The Place Beyond the Pines
by M. Faust
Writer-director Derek Cianfrance, who entered prominence with his Oscar-nominated Blue Valentine, claims to have written (with his collaborators Ben Coccio and Darius Marder) 37 drafts of the script for his follow-up film. That’s not hard to believe, as The Place Beyond the Pines plays like a story that has been labored to death.
Actually it’s three stories, connected and presented sequentially (the film runs two hours and twenty minutes). The first centers on Luke (Ryan Gosling, who needs to stop spending so much time at the gym), who makes a living doing motorcycle stunts with a traveling carnival. Returning to a town they had visited the previous summer (the film is set in and around Schenectady), he learns that a woman with whom he had had a fling has had his son. This is for him a life-changing discovery, as he quits his job and determines to make of them a family, even though she’s getting married to another man.

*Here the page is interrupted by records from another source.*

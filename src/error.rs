use thiserror::Error;

use crate::crypto::CipherError;
use crate::wb::WbError;

/// Application-wide error types
#[derive(Error, Debug)]
pub enum AppError {
    #[error("Configuration error: {0}")]
    Config(#[from] config::ConfigError),

    #[error("Database error: {0}")]
    Database(#[from] sqlx::Error),

    #[error("Wildberries API error: {0}")]
    Wb(#[from] WbError),

    #[error("Login token expired or invalid")]
    TokenExpiredOrInvalid,

    #[error("API key is malformed (expected a JWT-shaped token)")]
    CredentialMalformed,

    #[error("Stored API key failed to decrypt")]
    DecryptionAuthFailure,

    #[error("Session invalid or expired")]
    SessionInvalidOrExpired,

    #[error("User not found")]
    UserNotFound,

    #[error("Internal error: {0}")]
    Internal(String),
}

impl AppError {
    pub fn internal<S: Into<String>>(msg: S) -> Self {
        Self::Internal(msg.into())
    }
}

/// A decryption authentication failure must stay a distinct, visible state —
/// it is how an operator notices a master-key mismatch. Everything else from
/// the cipher is a setup problem, not a user-recoverable one.
impl From<CipherError> for AppError {
    fn from(err: CipherError) -> Self {
        match err {
            CipherError::AuthFailure => Self::DecryptionAuthFailure,
            other => Self::Internal(other.to_string()),
        }
    }
}

/// Result type alias using AppError
pub type AppResult<T> = Result<T, AppError>;

/// Convert AppError to HTTP status codes for web responses
impl AppError {
    pub fn status_code(&self) -> axum::http::StatusCode {
        use axum::http::StatusCode;
        match self {
            Self::Config(_) => StatusCode::INTERNAL_SERVER_ERROR,
            Self::Database(_) => StatusCode::INTERNAL_SERVER_ERROR,
            Self::Wb(WbError::RateLimited) => StatusCode::TOO_MANY_REQUESTS,
            Self::Wb(_) => StatusCode::BAD_GATEWAY,
            Self::TokenExpiredOrInvalid => StatusCode::BAD_REQUEST,
            Self::CredentialMalformed => StatusCode::UNPROCESSABLE_ENTITY,
            Self::DecryptionAuthFailure => StatusCode::UNPROCESSABLE_ENTITY,
            Self::SessionInvalidOrExpired => StatusCode::UNAUTHORIZED,
            Self::UserNotFound => StatusCode::BAD_REQUEST,
            Self::Internal(_) => StatusCode::INTERNAL_SERVER_ERROR,
        }
    }
}

impl axum::response::IntoResponse for AppError {
    fn into_response(self) -> axum::response::Response {
        let status = self.status_code();
        let body = serde_json::json!({
            "error": self.to_string(),
            "code": status.as_u16()
        });
        (status, axum::Json(body)).into_response()
    }
}
pub mod commands;

use dashmap::DashMap;
use std::sync::Arc;
use std::time::{Duration, Instant};
use teloxide::prelude::*;
use tracing::info;

use crate::config::WebConfig;
use crate::web::AppState;
use commands::Command;

/// Per-user cooldown for WB-facing requests, so one tap-happy seller cannot
/// burn the account's rate limit.
pub struct Cooldown {
    last: DashMap<i64, Instant>,
    period: Duration,
}

impl Cooldown {
    pub fn new(period_secs: u64) -> Self {
        Self {
            last: DashMap::new(),
            period: Duration::from_secs(period_secs),
        }
    }

    /// Returns the seconds left to wait, or records the request and allows it.
    pub fn check(&self, tg_id: i64) -> Option<u64> {
        let now = Instant::now();
        if let Some(last) = self.last.get(&tg_id) {
            let elapsed = now.duration_since(*last);
            if elapsed < self.period {
                return Some((self.period - elapsed).as_secs().max(1));
            }
        }
        self.last.insert(tg_id, now);
        None
    }
}

/// Shared data accessible in all bot handlers
pub struct BotContext {
    pub app: AppState,
    pub web: WebConfig,
    pub cooldown: Cooldown,
}

impl BotContext {
    pub fn new(app: AppState, web: WebConfig, cooldown_secs: u64) -> Self {
        Self {
            app,
            web,
            cooldown: Cooldown::new(cooldown_secs),
        }
    }

    /// One-time login URL for the web dashboard.
    pub async fn login_url(&self, tg_id: i64) -> String {
        let token = self.app.tokens.issue(tg_id).await;
        self.web.login_url(&token)
    }
}

/// Run the bot with long polling until shutdown.
pub async fn run(bot: Bot, ctx: Arc<BotContext>) {
    info!("Starting Telegram bot...");

    let handler = Update::filter_message()
        .branch(
            dptree::entry()
                .filter_command::<Command>()
                .endpoint(commands::handle_command),
        )
        .branch(dptree::endpoint(commands::handle_text));

    Dispatcher::builder(bot, handler)
        .dependencies(dptree::deps![ctx])
        .enable_ctrlc_handler()
        .build()
        .dispatch()
        .await;
}

#[cfg(test)]
mod tests {
    use super::*;

    #[test]
    fn test_cooldown_allows_first_then_blocks() {
        let cooldown = Cooldown::new(60);
        assert_eq!(cooldown.check(1), None);
        assert!(cooldown.check(1).is_some());
        // Other users are unaffected.
        assert_eq!(cooldown.check(2), None);
    }

    #[test]
    fn test_zero_cooldown_never_blocks() {
        let cooldown = Cooldown::new(0);
        assert_eq!(cooldown.check(1), None);
        assert_eq!(cooldown.check(1), None);
    }
}
//! Store/load operations for the encrypted seller credential. Shared by the
//! web settings page and the bot commands.

use tracing::warn;

use crate::auth::ott::TelegramId;
use crate::auth::sanitize::sanitize_wb_token;
use crate::crypto::CredentialCipher;
use crate::db::{CredentialRepo, DbPool, UserRepo};
use crate::error::{AppError, AppResult};

/// Sanitize, encrypt and persist a raw API key for the given identity.
pub async fn store_credential(
    pool: &DbPool,
    cipher: &CredentialCipher,
    tg_id: TelegramId,
    raw_secret: &str,
) -> AppResult<()> {
    let normalized = sanitize_wb_token(raw_secret)?;
    let record = cipher.encrypt(&normalized)?;

    let user = UserRepo::get_by_tg_id(pool, tg_id)
        .await?
        .ok_or(AppError::UserNotFound)?;
    CredentialRepo::upsert(pool, user.id, &record).await?;
    Ok(())
}

/// Load and decrypt the stored API key for the given identity. `Ok(None)`
/// means no key has been saved yet.
///
/// A decryption failure is surfaced as `DecryptionAuthFailure`, never mapped
/// to an empty value: a master-key mismatch has to be visible.
pub async fn load_credential(
    pool: &DbPool,
    cipher: &CredentialCipher,
    tg_id: TelegramId,
) -> AppResult<Option<String>> {
    let Some(user) = UserRepo::get_by_tg_id(pool, tg_id).await? else {
        return Ok(None);
    };
    let Some(stored) = CredentialRepo::get_by_user_id(pool, user.id).await? else {
        return Ok(None);
    };

    let plaintext = cipher.decrypt(&stored.encrypted_secret()).map_err(|e| {
        warn!(user_id = user.id, "stored credential failed to decrypt: {e}");
        AppError::from(e)
    })?;
    Ok(Some(plaintext))
}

The second story involves a cop (Bradley Cooper) who tries to turn an act o accidental heroism into a political career. The final thread involves the sons of both men, meeting as troubled high school students.
Like a cable television drama, The Place Beyond the Pines is filled with incident that sometimes seems to be there only for the sake of filling time, or because the writer is too enamoured of it to trim it away. It is moodily filmed and played (too much so in the case of Gosling, who could have used more dialogue and less time standing around sulkily smoking cigarettes), and it’s never boring. But in the end it’s hard to say what the point of it all is, other than that a man’s lot is a hard life.